La plupart des besoins alimentaires sont satisfaits sur le marché ouest-africain en moyenne 90 % en milieu urbain, et tout de même 50 % dans les zones rurales où l’autoconsommation des producteurs recule, a souligné Philipp Heinrigs, économiste au sein de l’Organisation de coopération et de développement économiques (OCDE) lors de la table ronde organisée par WATHI en partenariat avec le Club du Sahel et de l’Afrique de l’Ouest de l’OCDE. A l’en croire, quand on parle de marché, on parle de prix, facteur qui va déterminer la possibilité pour l’individu ou le ménage d’accéder à la nourriture ou non.
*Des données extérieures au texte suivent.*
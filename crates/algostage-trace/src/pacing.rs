//! Pacing and cancellation for run tasks.

use std::sync::atomic::{AtomicBool, AtomicU64, Ordering};
use std::sync::Arc;
use std::time::Duration;

use thiserror::Error;
use tokio::sync::Notify;

/// A run was cancelled at a suspension point.
///
/// Control flow, not a failure: routines bail out with `?` and the run
/// task discards the outcome.
#[derive(Debug, Error, Clone, Copy, PartialEq, Eq)]
#[error("run cancelled at a suspension point")]
pub struct Cancelled;

/// Shared pacing controls handed to a run task.
///
/// The delay cell is shared with the controller, so delay changes apply at
/// the next suspension point and never retroactively. The cancellation
/// token is per-run: tripping it wakes an in-flight sleep and makes every
/// later `suspend` return `Err(Cancelled)`. The flag is never cleared, so
/// a stale task cannot be resurrected by a successor run.
#[derive(Debug, Clone)]
pub struct Pacer {
    delay_ms: Arc<AtomicU64>,
    cancelled: Arc<AtomicBool>,
    cancel_notify: Arc<Notify>,
}

impl Pacer {
    /// Create a pacer reading its delay from the given shared cell.
    pub fn new(delay_ms: Arc<AtomicU64>) -> Self {
        Self {
            delay_ms,
            cancelled: Arc::new(AtomicBool::new(false)),
            cancel_notify: Arc::new(Notify::new()),
        }
    }

    /// Current inter-step delay in milliseconds.
    pub fn delay_ms(&self) -> u64 {
        self.delay_ms.load(Ordering::SeqCst)
    }

    /// Trip the cancellation token and wake any in-flight sleep.
    pub fn cancel(&self) {
        self.cancelled.store(true, Ordering::SeqCst);
        self.cancel_notify.notify_waiters();
    }

    /// Whether the token has been tripped.
    pub fn is_cancelled(&self) -> bool {
        self.cancelled.load(Ordering::SeqCst)
    }

    /// Suspend between steps for the current delay.
    ///
    /// A zero delay still yields to the scheduler so cancellation gets a
    /// chance to land between steps. Returns `Err(Cancelled)` when the
    /// token tripped before or during the wait.
    pub async fn suspend(&self) -> Result<(), Cancelled> {
        if self.is_cancelled() {
            return Err(Cancelled);
        }

        let delay = self.delay_ms();
        if delay == 0 {
            tokio::task::yield_now().await;
        } else {
            // Register for wakeups before re-checking the flag: a cancel
            // landing between the check and the select is then guaranteed
            // to either be seen here or wake the notified future.
            let notified = self.cancel_notify.notified();
            if self.is_cancelled() {
                return Err(Cancelled);
            }
            tokio::select! {
                _ = tokio::time::sleep(Duration::from_millis(delay)) => {}
                _ = notified => {}
            }
        }

        if self.is_cancelled() {
            return Err(Cancelled);
        }
        Ok(())
    }
}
Pour M. Heinrigs, il est donc important de comprendre la formation des prix, qui ne reflètent pas seulement les coûts, le niveau de la production et les marges des commerçants. Le prix des produits alimentaires intègre tous les coûts des différentes étapes entre la production et la mise à disposition du produit sur le marché. Cela inclut le coût de transport, le coût de stockage, le coût des pertes de produits périssables, par exemple. Tous ces facteurs expliquent le niveau des prix à un certain moment, à un certain endroit.
L’économiste de l’OCDE constate que les biens alimentaires sont particulièrement chers en Afrique de l’Ouest, par rapport à d’autres pays qui ont des niveaux de développement comparables.
« Lorsqu’on constitue le panier alimentaire d’un habitant moyen de l’Afrique de l’Ouest et qu’on le valorise aux prix indiens, on a une baisse de la dépense de l’ordre de 30 %. C’est-à-dire que l’alimentation coûte 30 % moins cher en Inde qu’en Afrique de l’Ouest. Il s’agit évidemment d’une moyenne sachant qu’il y a des différences qui peuvent être importantes d’un pays à l’autre. Le constat est cependant significatif quand on sait qu’en Afrique de l’Ouest, les ménages dépensent environ 50 % de leurs revenus pour l’alimentation. Si les prix étaient 30 % ou même 20 % moins élevés, la réalité quotidienne et le niveau de stress des familles seraient bien différents », a détaillé Philipp Heinrigs.
Qui a renchéri que « lorsqu’on ne s’intéresse pas seulement à l’accès à une alimentation suffisante en termes de calories, mais aussi à une alimentation saine, donc diversifiée, qui permet de satisfaire les besoins en nutriments, les prix en Afrique de l’Ouest sont encore plus élevés. Une étude du Club du Sahel et de l’Afrique de l’Ouest montre qu’une alimentation saine coûte 3,6 fois plus cher qu’une alimentation qui est juste suffisamment énergétique ».
« Les légumes et les aliments d’origine animale (viande, poisson, produits laitiers) comptent pour plus de la moitié du coût total d’une alimentation saine, tandis que les fruits y contribuent à hauteur de 17 %. Le coût minimum d’une alimentation saine est compris entre 2,19 USD par jour au Sénégal et 4,02 USD par jour au Libéria. Dans les pays de la région, à l’exception du Cap-Vert et du Sénégal, c’est plus de 60 % de la population qui n’a pas les moyens d’accéder à une alimentation saine ».
Se prononçant sur les implications en termes de politiques publiques des États de la région, l’économiste de l’Organisation de coopération et de développement économiques a relevé qu’« elles sont nombreuses, et je renvoie à cette étude très intéressante sur le coût d’une alimentation saine. Je peux tout de même partager quelques messages. D’abord la nécessité de mieux suivre les prix d’une large palette de produits alimentaires, bien au-delà des céréales qui reçoivent souvent le plus d’attention.
Ensuite, la nécessité pour les États d’utiliser les informations sur la contribution de chaque groupe d’aliments au coût d’une alimentation saine pour identifier les aliments prioritaires indispensables à une bonne alimentation mais qui restent hors de portée d’une grande partie de la population, et pour encourager la consommation des aliments riches en nutriments qui sont relativement abordables. On peut citer les légumineuses, avec toute la diversité de haricots, de lentilles, de pois que nous avons dans la région, mais aussi les fruits à coque et les graines ».
Concluant son speech, il a laissé entendre que l’alimentation saine est un enjeu de santé publique. Près d’un enfant sur trois en Afrique de l’Ouest présente un retard de croissance sévère ou modéré. Des millions de personnes souffrent de carences généralisées en micronutriments. L’anémie, due à des carences en fer, est très répandue chez les jeunes enfants et les femmes. Près de la moitié des femmes en âge de procréer sont anémiées. Les solutions se trouvent d’abord dans l’alimentation et on peut faire beaucoup plus pour encourager des choix alimentaires éclairés dans la région.